Scesi in strada e mi avviai verso la fermata della metropolitana, che distava circa tre minuti a piedi da casa di mio padre. Non dovetti attendere molto: la metro arrivò dopo neanche un minuto, non erano ancora le dieci di mattina e c'era già molta gente. Mi guardai intorno: la maggior parte dei pendolari era vestita in giacca e cravatta o teneva in mano una valigetta da lavoro; alcuni stringevano cartelle cliniche o borse particolari e il resto di loro era gente che probabilmente aveva la giornata libera da dedicare a se stessi.

Scesi alla fermata di Spagna, uscì dalla metropolitana e mi ritrovai sulla piazza principale. Al centro c'era un grande obelisco circondato ai quattro lati da una serie di gradini e quattro fontane poste sui vertici. Le fontane a forma di leone davano un effetto imponente al tutto, anche se non era largo più di qualche metro.

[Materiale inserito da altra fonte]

//! Room connectivity and edge routing.
//!
//! Interior connectivity grows a single connected set: starting from one
//! seed room, each step links the closest still-unconnected room (by
//! Manhattan distance between centers) to the closest connected room
//! willing to accept another corridor. When every willing room is
//! exhausted but unconnected rooms remain, the `single_connection_only`
//! constraint is relaxed for one link at a time so the level never ends
//! up split in two.
//!
//! Edge routing runs after interior connectivity: each `connect_to_edge`
//! room gets one extra corridor from its center to the midpoint of a
//! board edge, either its configured edge or a randomly drawn one.

use crate::board::Board;
use crate::catalog::EdgeDirection;
use crate::path::{carve_path, find_path};
use crate::registry::RoomRegistry;
use crate::{manhattan, Cell, GenRng};

/// Closest (connected, unconnected) room pair, or `None` if no pair
/// qualifies. `ignore_capacity` drops the `can_accept_connection` gate
/// on both sides. Scans indices in ascending order with a strict `<`,
/// so ties resolve to the earliest pair.
fn closest_pair(
    registry: &RoomRegistry,
    connected: &[bool],
    eligible: &[bool],
    ignore_capacity: bool,
) -> Option<(usize, usize)> {
    let rooms = registry.rooms();
    let mut best: Option<(usize, usize)> = None;
    let mut best_dist = i32::MAX;

    for (ci, room_c) in rooms.iter().enumerate() {
        if !connected[ci] || (!ignore_capacity && !room_c.can_accept_connection()) {
            continue;
        }
        for (ui, room_u) in rooms.iter().enumerate() {
            if connected[ui] || !eligible[ui] {
                continue;
            }
            if !ignore_capacity && !room_u.can_accept_connection() {
                continue;
            }
            let dist = manhattan(room_c.center, room_u.center);
            if dist < best_dist {
                best_dist = dist;
                best = Some((ci, ui));
            }
        }
    }
    best
}

/// Dig one corridor between two rooms and count it on both.
fn link_rooms(
    board: &mut Board,
    registry: &mut RoomRegistry,
    a: usize,
    b: usize,
    variation: f32,
    rng: &mut GenRng,
) {
    let (start, goal) = {
        let rooms = registry.rooms();
        (
            rooms[a].closest_edge_point(rooms[b].center),
            rooms[b].closest_edge_point(rooms[a].center),
        )
    };
    let path = find_path(board, registry, &[a, b], start, goal, variation, rng);
    carve_path(board, registry, &path);
    registry.rooms_mut()[a].add_connection();
    registry.rooms_mut()[b].add_connection();
}

/// Connect every non-edge-only room into one reachable set.
///
/// Returns the number of links that needed the capacity relaxation.
pub fn connect_all_rooms(
    board: &mut Board,
    registry: &mut RoomRegistry,
    variation: f32,
    rng: &mut GenRng,
) -> u32 {
    let n = registry.len();
    if n < 2 {
        return 0;
    }

    // Edge-only rooms get their single corridor from the edge router
    let eligible: Vec<bool> = registry.rooms().iter().map(|r| !r.is_edge_only()).collect();
    let eligible_count = eligible.iter().filter(|&&e| e).count();
    if eligible_count < 2 {
        return 0;
    }

    let mut connected = vec![false; n];
    let seed = eligible
        .iter()
        .position(|&e| e)
        .unwrap_or(0);
    connected[seed] = true;
    let mut connected_count = 1;
    let mut relaxed = 0u32;

    while connected_count < eligible_count {
        let pair = match closest_pair(registry, &connected, &eligible, false) {
            Some(pair) => Some(pair),
            None => {
                // Every connected room is at capacity; relax for one link
                let fallback = closest_pair(registry, &connected, &eligible, true);
                if let Some((a, b)) = fallback {
                    relaxed += 1;
                    log::warn!(
                        "relaxing single-connection limit to reach room {b} via room {a}"
                    );
                }
                fallback
            }
        };
        let Some((a, b)) = pair else {
            break;
        };
        link_rooms(board, registry, a, b, variation, rng);
        connected[b] = true;
        connected_count += 1;
    }

    relaxed
}

/// Midpoint cell of a board edge.
fn edge_midpoint(edge: EdgeDirection, board_size: i32) -> Cell {
    let mid = board_size / 2;
    match edge {
        EdgeDirection::North => (mid, board_size - 1),
        EdgeDirection::South => (mid, 0),
        EdgeDirection::East => (board_size - 1, mid),
        EdgeDirection::West => (0, mid),
        EdgeDirection::None => (mid, mid),
    }
}

/// Route every `connect_to_edge` room to a board edge.
///
/// Rooms with `EdgeDirection::None` draw their edge from the random
/// stream. Each routed corridor counts as a connection on its room.
/// Returns the number of rooms routed.
pub fn connect_rooms_to_edges(
    board: &mut Board,
    registry: &mut RoomRegistry,
    variation: f32,
    rng: &mut GenRng,
) -> usize {
    let mut routed = 0;
    for idx in 0..registry.len() {
        let room = &registry.rooms()[idx];
        if !room.connect_to_edge {
            continue;
        }
        let edge = match room.edge_direction {
            EdgeDirection::None => {
                let pick = rng.rn2(4) as usize;
                EdgeDirection::cardinal()
                    .nth(pick)
                    .unwrap_or(EdgeDirection::North)
            }
            configured => configured,
        };
        let goal = edge_midpoint(edge, board.size());
        let start = registry.rooms()[idx].center;
        let path = find_path(board, registry, &[idx], start, goal, variation, rng);
        carve_path(board, registry, &path);
        registry.rooms_mut()[idx].add_connection();
        routed += 1;
        log::debug!("routed room {idx} to the {edge} edge");
    }
    routed
}

#[cfg(test)]
mod tests {
    use super::*;
    use crate::catalog::RoomTemplate;
    use crate::registry::PlacedRoom;
    use crate::DIRECTIONS;
    use hashbrown::HashSet;

    fn room_at(pos: Cell, w: i32, h: i32) -> PlacedRoom {
        PlacedRoom::from_template(&RoomTemplate::new("r", w, h), pos)
    }

    fn setup(rooms: Vec<PlacedRoom>, size: i32) -> (Board, RoomRegistry) {
        let mut board = Board::new(size);
        let mut registry = RoomRegistry::new();
        for room in rooms {
            for x in room.position.0..room.position.0 + room.size.0 {
                for y in room.position.1..room.position.1 + room.size.1 {
                    board.carve((x, y));
                }
            }
            registry.push(room);
        }
        registry.rebuild_tile_cache();
        (board, registry)
    }

    /// Flood fill over carved cells from one room; true if all rooms in
    /// `indices` are reached.
    fn all_reachable(board: &Board, registry: &RoomRegistry, indices: &[usize]) -> bool {
        let Some(&first) = indices.first() else {
            return true;
        };
        let start = registry.rooms()[first].center;
        let mut seen = HashSet::new();
        let mut stack = vec![start];
        seen.insert(start);
        while let Some(cell) = stack.pop() {
            for dir in DIRECTIONS {
                let next = (cell.0 + dir.0, cell.1 + dir.1);
                if board.is_carved(next) && seen.insert(next) {
                    stack.push(next);
                }
            }
        }
        indices
            .iter()
            .all(|&i| seen.contains(&registry.rooms()[i].center))
    }

    #[test]
    fn test_two_rooms_get_connected() {
        let (mut board, mut registry) =
            setup(vec![room_at((2, 2), 3, 3), room_at((14, 14), 3, 3)], 20);
        let mut rng = GenRng::new(7);
        let relaxed = connect_all_rooms(&mut board, &mut registry, 0.5, &mut rng);
        assert_eq!(relaxed, 0);
        assert!(all_reachable(&board, &registry, &[0, 1]));
        assert_eq!(registry.rooms()[0].connection_count, 1);
        assert_eq!(registry.rooms()[1].connection_count, 1);
    }

    #[test]
    fn test_many_rooms_single_component() {
        let (mut board, mut registry) = setup(
            vec![
                room_at((1, 1), 3, 3),
                room_at((20, 2), 4, 3),
                room_at((5, 20), 3, 4),
                room_at((22, 22), 3, 3),
                room_at((12, 12), 2, 2),
            ],
            30,
        );
        let mut rng = GenRng::new(42);
        connect_all_rooms(&mut board, &mut registry, 0.5, &mut rng);
        assert!(all_reachable(&board, &registry, &[0, 1, 2, 3, 4]));
    }

    #[test]
    fn test_single_connection_rooms_force_relaxation() {
        // Three dead-end rooms: after one link both endpoints are at
        // capacity, so the third room needs a relaxed link.
        let mut rooms = vec![
            room_at((1, 8), 3, 3),
            room_at((9, 8), 3, 3),
            room_at((17, 8), 3, 3),
        ];
        for room in &mut rooms {
            room.single_connection_only = true;
        }
        let (mut board, mut registry) = setup(rooms, 22);
        let mut rng = GenRng::new(11);
        let relaxed = connect_all_rooms(&mut board, &mut registry, 0.5, &mut rng);
        assert!(relaxed > 0);
        assert!(all_reachable(&board, &registry, &[0, 1, 2]));
    }

    #[test]
    fn test_single_room_is_noop() {
        let (mut board, mut registry) = setup(vec![room_at((5, 5), 3, 3)], 20);
        let carved_before = board.carved_count();
        let mut rng = GenRng::new(1);
        assert_eq!(connect_all_rooms(&mut board, &mut registry, 0.5, &mut rng), 0);
        assert_eq!(board.carved_count(), carved_before);
    }

    #[test]
    fn test_edge_only_room_skipped_by_interior_pass() {
        let mut gate = room_at((8, 8), 3, 3);
        gate.connect_to_edge = true;
        gate.single_connection_only = true;
        let (mut board, mut registry) = setup(
            vec![room_at((1, 1), 3, 3), room_at((15, 1), 3, 3), gate],
            20,
        );
        let mut rng = GenRng::new(5);
        connect_all_rooms(&mut board, &mut registry, 0.5, &mut rng);
        assert_eq!(registry.rooms()[2].connection_count, 0);
        assert!(all_reachable(&board, &registry, &[0, 1]));
    }

    #[test]
    fn test_edge_routing_reaches_configured_edge() {
        let mut room = room_at((10, 10), 3, 3);
        room.connect_to_edge = true;
        room.edge_direction = EdgeDirection::South;
        let (mut board, mut registry) = setup(vec![room], 25);
        let mut rng = GenRng::new(9);
        let routed = connect_rooms_to_edges(&mut board, &mut registry, 0.5, &mut rng);
        assert_eq!(routed, 1);
        assert_eq!(registry.rooms()[0].connection_count, 1);
        // The south edge midpoint must now be carved
        assert!(board.is_carved((12, 0)));
    }

    #[test]
    fn test_edge_routing_random_edge_is_deterministic() {
        let run = |seed| {
            let mut room = room_at((10, 10), 3, 3);
            room.connect_to_edge = true;
            let (mut board, mut registry) = setup(vec![room], 25);
            let mut rng = GenRng::new(seed);
            connect_rooms_to_edges(&mut board, &mut registry, 0.5, &mut rng);
            board.carved_cells()
        };
        assert_eq!(run(3), run(3));
    }

    #[test]
    fn test_edge_midpoints() {
        assert_eq!(edge_midpoint(EdgeDirection::North, 50), (25, 49));
        assert_eq!(edge_midpoint(EdgeDirection::South, 50), (25, 0));
        assert_eq!(edge_midpoint(EdgeDirection::East, 50), (49, 25));
        assert_eq!(edge_midpoint(EdgeDirection::West, 50), (0, 25));
    }
}
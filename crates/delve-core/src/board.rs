//! Board occupancy grid.
//!
//! A cell holds 0 while uncarved; the first carve stamps it with the
//! next value of a strictly increasing counter. Stamps are never reset
//! or reused within a pass, so they record the order in which the level
//! was dug, for tracing only, never for cost.

use serde::{Deserialize, Serialize};

use crate::registry::RoomRegistry;
use crate::Cell;

/// Square occupancy grid of carve-order stamps.
#[derive(Debug, Clone, Serialize, Deserialize)]
pub struct Board {
    size: i32,
    cells: Vec<Vec<u32>>,
    next_stamp: u32,
}

impl Board {
    /// Create an all-uncarved board of `size x size` cells.
    pub fn new(size: i32) -> Self {
        debug_assert!(size > 0);
        Self {
            size,
            cells: vec![vec![0; size as usize]; size as usize],
            next_stamp: 0,
        }
    }

    /// Board edge length in cells.
    pub fn size(&self) -> i32 {
        self.size
    }

    /// True if the cell lies within `[0, size) x [0, size)`.
    pub fn in_bounds(&self, cell: Cell) -> bool {
        cell.0 >= 0 && cell.0 < self.size && cell.1 >= 0 && cell.1 < self.size
    }

    /// Carve-order stamp at a cell; 0 means uncarved. Out-of-bounds reads 0.
    pub fn stamp(&self, cell: Cell) -> u32 {
        if !self.in_bounds(cell) {
            return 0;
        }
        self.cells[cell.0 as usize][cell.1 as usize]
    }

    /// True if the cell has been carved (traversable).
    pub fn is_carved(&self, cell: Cell) -> bool {
        self.stamp(cell) > 0
    }

    /// Stamp a cell with the next carve-order value.
    ///
    /// A cell already carved keeps its original stamp; the counter still
    /// advances only on a fresh carve.
    pub fn carve(&mut self, cell: Cell) {
        if !self.in_bounds(cell) {
            return;
        }
        let slot = &mut self.cells[cell.0 as usize][cell.1 as usize];
        if *slot == 0 {
            self.next_stamp += 1;
            *slot = self.next_stamp;
        }
    }

    /// Number of carved cells.
    pub fn carved_count(&self) -> usize {
        self.cells
            .iter()
            .flat_map(|col| col.iter())
            .filter(|&&s| s > 0)
            .count()
    }

    /// All carved cells, column-major (x outer, y inner), the order the
    /// instantiator walks the board in.
    pub fn carved_cells(&self) -> Vec<Cell> {
        let mut out = Vec::new();
        for x in 0..self.size {
            for y in 0..self.size {
                if self.cells[x as usize][y as usize] > 0 {
                    out.push((x, y));
                }
            }
        }
        out
    }

    /// Debug rendering: `#` room interior, `.` corridor, space uncarved.
    /// Row 0 prints last so north is up.
    pub fn render_ascii(&self, registry: &RoomRegistry) -> String {
        let mut out = String::with_capacity((self.size as usize + 1) * self.size as usize);
        for y in (0..self.size).rev() {
            for x in 0..self.size {
                let cell = (x, y);
                let ch = if !self.is_carved(cell) {
                    ' '
                } else if registry.is_room_tile(cell) {
                    '#'
                } else {
                    '.'
                };
                out.push(ch);
            }
            out.push('\n');
        }
        out
    }
}
//! Full generation pipeline.
//!
//! One [`Generator`] owns the configuration, the random stream, the
//! board, the room registry, the spatial index, and the materializer.
//! `generate` runs the whole pass to completion on the calling thread:
//! tear down the previous level, place rooms, connect them, route edge
//! rooms, materialize corridors and markers, and rebuild the spatial
//! index. Every pass starts from scratch; nothing is diffed.

use std::time::Instant;

use crate::board::Board;
use crate::config::{ConfigError, GenConfig};
use crate::connect::{connect_all_rooms, connect_rooms_to_edges};
use crate::placer::place_rooms;
use crate::registry::RoomRegistry;
use crate::spatial::SpatialIndex;
use crate::spawn::{
    cell_to_world, room_transform, spawn_corridors, spawn_markers, Materializer, ObjectHandle,
    ObjectKind, Transform,
};
use crate::stats::GenerationStats;
use crate::{Cell, GenRng};

/// Level generator bound to one materializer.
pub struct Generator<M: Materializer> {
    cfg: GenConfig,
    rng: GenRng,
    board: Board,
    registry: RoomRegistry,
    spatial: SpatialIndex,
    corridor_handles: Vec<(ObjectHandle, Cell)>,
    markers: Vec<(ObjectHandle, Cell)>,
    stats: GenerationStats,
    materializer: M,
}

impl<M: Materializer> Generator<M> {
    /// Create a generator. The random stream starts at `cfg.seed`, or
    /// from entropy when the seed is 0.
    pub fn new(cfg: GenConfig, materializer: M) -> Self {
        let rng = if cfg.seed != 0 {
            GenRng::new(cfg.seed)
        } else {
            GenRng::from_entropy()
        };
        let board_size = cfg.board_size.max(1);
        let spatial_cell = if cfg.spatial_cell_size > 0.0 {
            cfg.spatial_cell_size
        } else {
            50.0
        };
        Self {
            cfg,
            rng,
            board: Board::new(board_size),
            registry: RoomRegistry::new(),
            spatial: SpatialIndex::new(spatial_cell),
            corridor_handles: Vec::new(),
            markers: Vec::new(),
            stats: GenerationStats::default(),
            materializer,
        }
    }

    /// Run one generation pass with an explicit seed. A seed of 0 keeps
    /// the current random stream instead of reseeding.
    ///
    /// Validation runs before any teardown: a bad configuration leaves
    /// the previous level untouched.
    pub fn generate(&mut self, seed: u64) -> Result<&GenerationStats, ConfigError> {
        self.cfg.validate()?;
        let started = Instant::now();

        self.teardown();
        if seed != 0 {
            self.rng = GenRng::new(seed);
        }
        log::info!("generating level with seed {}", self.rng.seed());

        let outcome = place_rooms(
            &self.cfg,
            &mut self.board,
            &mut self.registry,
            &mut self.rng,
            &mut self.materializer,
        );
        self.registry.rebuild_tile_cache();

        let relaxed = connect_all_rooms(
            &mut self.board,
            &mut self.registry,
            self.cfg.variation,
            &mut self.rng,
        );
        connect_rooms_to_edges(
            &mut self.board,
            &mut self.registry,
            self.cfg.variation,
            &mut self.rng,
        );

        self.corridor_handles = spawn_corridors(
            &self.board,
            &self.registry,
            self.cfg.tile_size,
            &mut self.materializer,
        );
        self.markers = spawn_markers(
            &self.board,
            self.cfg.marker_count,
            self.cfg.tile_size,
            &mut self.rng,
            &mut self.materializer,
        );

        self.rebuild_spatial_index();

        self.stats = GenerationStats {
            seed: self.rng.seed(),
            rooms_placed: self.registry.len(),
            guaranteed_rooms_placed: outcome.guaranteed_placed,
            corridor_tiles: self.corridor_handles.len(),
            markers_placed: self.markers.len(),
            relaxed_connections: relaxed,
            generation_time: started.elapsed(),
        };
        log::info!("{}", self.stats);
        Ok(&self.stats)
    }

    /// Run a pass with a fresh nonzero seed drawn from the current
    /// stream.
    pub fn generate_new(&mut self) -> Result<&GenerationStats, ConfigError> {
        let seed = (((self.rng.rn2(u32::MAX) as u64) << 32)
            | self.rng.rn2(u32::MAX) as u64)
            .max(1);
        self.generate(seed)
    }

    /// Destroy every object from the previous pass and reset all state.
    fn teardown(&mut self) {
        for room in self.registry.rooms() {
            if let Some(handle) = room.handle {
                self.materializer.destroy(handle);
            }
        }
        for &(handle, _) in &self.corridor_handles {
            self.materializer.destroy(handle);
        }
        for &(handle, _) in &self.markers {
            self.materializer.destroy(handle);
        }
        self.corridor_handles.clear();
        self.markers.clear();
        self.registry.clear();
        self.spatial.clear();
        self.board = Board::new(self.cfg.board_size);
    }

    /// Rebuild the spatial index from the current level.
    fn rebuild_spatial_index(&mut self) {
        self.spatial.clear();
        for room in self.registry.rooms() {
            if let Some(handle) = room.handle {
                let transform = room_transform(room.position, room.size, self.cfg.tile_size);
                self.spatial.insert_area(handle, ObjectKind::Room, &transform);
            }
        }
        for &(handle, cell) in &self.corridor_handles {
            let transform = Transform::at(cell_to_world(cell, self.cfg.tile_size));
            self.spatial
                .insert_point(handle, ObjectKind::CorridorTile, &transform);
        }
        for &(handle, cell) in &self.markers {
            let mut position = cell_to_world(cell, self.cfg.tile_size);
            position[1] = 0.5;
            self.spatial
                .insert_point(handle, ObjectKind::Marker, &Transform::at(position));
        }
    }

    /// Destroy every marker and purge it from the index. Idempotent.
    pub fn clear_markers(&mut self) {
        for &(handle, _) in &self.markers {
            self.materializer.destroy(handle);
            self.spatial.remove(handle);
        }
        self.markers.clear();
        self.stats.markers_placed = 0;
    }

    /// Destroy one marker by handle. Returns false if the handle is not
    /// a live marker of this level.
    pub fn collect_marker(&mut self, handle: ObjectHandle) -> bool {
        let Some(pos) = self.markers.iter().position(|&(h, _)| h == handle) else {
            return false;
        };
        self.markers.remove(pos);
        self.materializer.destroy(handle);
        self.spatial.remove(handle);
        self.stats.markers_placed = self.markers.len();
        true
    }

    /// Live markers within `radius` world units of a point.
    pub fn markers_near(&self, point: [f32; 3], radius: f32) -> Vec<ObjectHandle> {
        self.spatial
            .active_within(point, radius, |h| self.materializer.is_alive(h))
            .into_iter()
            .filter(|e| e.kind == ObjectKind::Marker)
            .map(|e| e.handle)
            .collect()
    }

    pub fn config(&self) -> &GenConfig {
        &self.cfg
    }

    pub fn board(&self) -> &Board {
        &self.board
    }

    pub fn registry(&self) -> &RoomRegistry {
        &self.registry
    }

    pub fn spatial(&self) -> &SpatialIndex {
        &self.spatial
    }

    /// Stats of the most recent pass.
    pub fn stats(&self) -> &GenerationStats {
        &self.stats
    }

    pub fn markers(&self) -> &[(ObjectHandle, Cell)] {
        &self.markers
    }

    pub fn materializer(&self) -> &M {
        &self.materializer
    }

    /// ASCII rendering of the current level.
    pub fn render_map(&self) -> String {
        self.board.render_ascii(&self.registry)
    }
}

#[cfg(test)]
mod tests {
    use super::*;
    use crate::catalog::RoomTemplate;
    use crate::spawn::RecordingMaterializer;

    fn test_config() -> GenConfig {
        GenConfig {
            catalog: vec![
                RoomTemplate::new("small", 3, 3),
                RoomTemplate::new("wide", 5, 3),
            ],
            board_size: 40,
            target_room_count: 6,
            marker_count: 10,
            ..GenConfig::default()
        }
    }

    fn generator() -> Generator<RecordingMaterializer> {
        Generator::new(test_config(), RecordingMaterializer::new())
    }

    #[test]
    fn test_full_pass_populates_everything() {
        let mut level = generator();
        let stats = level.generate(42).unwrap().clone();
        assert!(stats.rooms_placed > 0);
        assert!(stats.corridor_tiles > 0);
        assert_eq!(stats.markers_placed, 10);
        assert_eq!(stats.seed, 42);
        assert!(level.spatial().entry_count() > 0);
    }

    #[test]
    fn test_invalid_config_aborts_before_teardown() {
        let mut level = generator();
        level.generate(42).unwrap();
        let rooms_before = level.registry().len();

        level.cfg.catalog.clear();
        assert_eq!(level.generate(43), Err(ConfigError::EmptyCatalog));
        // Previous level still intact
        assert_eq!(level.registry().len(), rooms_before);
    }

    #[test]
    fn test_regenerate_destroys_previous_objects() {
        let mut level = generator();
        level.generate(1).unwrap();
        let total_first = level.materializer().live_count(ObjectKind::Room)
            + level.materializer().live_count(ObjectKind::CorridorTile)
            + level.materializer().live_count(ObjectKind::Marker);
        level.generate(2).unwrap();
        let stats = level.stats();
        let expected =
            stats.rooms_placed + stats.corridor_tiles + stats.markers_placed;
        let total_second = level.materializer().live_count(ObjectKind::Room)
            + level.materializer().live_count(ObjectKind::CorridorTile)
            + level.materializer().live_count(ObjectKind::Marker);
        assert!(total_first > 0);
        // Only the second level's objects survive
        assert_eq!(total_second, expected);
    }

    #[test]
    fn test_same_seed_same_level() {
        let mut a = generator();
        let mut b = generator();
        a.generate(777).unwrap();
        b.generate(777).unwrap();
        assert_eq!(a.board().carved_cells(), b.board().carved_cells());
        let positions = |g: &Generator<RecordingMaterializer>| {
            g.registry()
                .rooms()
                .iter()
                .map(|r| (r.position, r.size))
                .collect::<Vec<_>>()
        };
        assert_eq!(positions(&a), positions(&b));
    }

    #[test]
    fn test_generate_new_changes_seed() {
        let mut level = generator();
        level.generate(5).unwrap();
        let first = level.stats().seed;
        level.generate_new().unwrap();
        assert_ne!(level.stats().seed, first);
        assert_ne!(level.stats().seed, 0);
    }

    #[test]
    fn test_clear_markers_is_idempotent() {
        let mut level = generator();
        level.generate(9).unwrap();
        assert!(level.materializer().live_count(ObjectKind::Marker) > 0);
        level.clear_markers();
        assert_eq!(level.materializer().live_count(ObjectKind::Marker), 0);
        assert!(level.markers().is_empty());
        assert_eq!(level.stats().markers_placed, 0);
        level.clear_markers();
        assert!(level.markers().is_empty());
        assert_eq!(level.stats().markers_placed, 0);
        // Index holds no marker entries either
        let hits = level
            .spatial()
            .active_within([0.0, 0.0, 0.0], 1.0e6, |_| true)
            .into_iter()
            .filter(|e| e.kind == ObjectKind::Marker)
            .count();
        assert_eq!(hits, 0);
    }

    #[test]
    fn test_collect_marker() {
        let mut level = generator();
        level.generate(13).unwrap();
        let before = level.stats().markers_placed;
        let (handle, _) = level.markers()[0];
        assert!(level.collect_marker(handle));
        assert!(!level.materializer().is_alive(handle));
        assert_eq!(level.stats().markers_placed, before - 1);
        // Second collect of the same handle is a miss
        assert!(!level.collect_marker(handle));
        assert_eq!(level.stats().markers_placed, before - 1);
    }

    #[test]
    fn test_markers_near_finds_scattered_markers() {
        let mut level = generator();
        level.generate(21).unwrap();
        let (_, cell) = level.markers()[0];
        let point = crate::spawn::cell_to_world(cell, level.config().tile_size);
        let near = level.markers_near(point, level.config().tile_size);
        assert!(!near.is_empty());
    }
}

Continuai oltre l'obelisco, in direzione di via del Corso, la strada conosciuta principalmente per i suoi negozi. Entrai in diversi posti e comprai una maglietta, un paio di orecchini e un sacchetto di caramelle. Poi tornai in direzione dell'obelisco e mi sedetti sugli scalini, assaporando i dolci che avevo appena comprato.

Tirai fuori il mio album da disegno e iniziai a ritrarre particolari di ciò che vedevo intorno a me: la testa del leone della fontana, gli archi all'ingresso della piazza, l'insegna di un ristorante lì davanti.

Quando controllai l'orologio, erano quasi le tre. Non avevo pranzato e mi resi conto solo in quel momento di essere effettivamente affamata. Entrai in una panineria lì vicino e comprai un panino con prosciutto crudo e formaggio – che si rivelò essere una scelta eccezionale – e una bottiglietta d'acqua.

Consumai il mio pranzo seduta a uno dei tavolini della panineria che si trovavano all'esterno, sotto un grande ombrellone bianco. Rimasi lì anche dopo aver mangiato, poi mi riavviai verso casa. Rimasi però nel parco pubblico davanti al palazzo dove viveva mio padre, mi sedetti sotto una grossa quercia e rimasi un po' lì a fare nulla, sentendo solo la gente che passava e il rimbombo lontano delle auto che circolavano.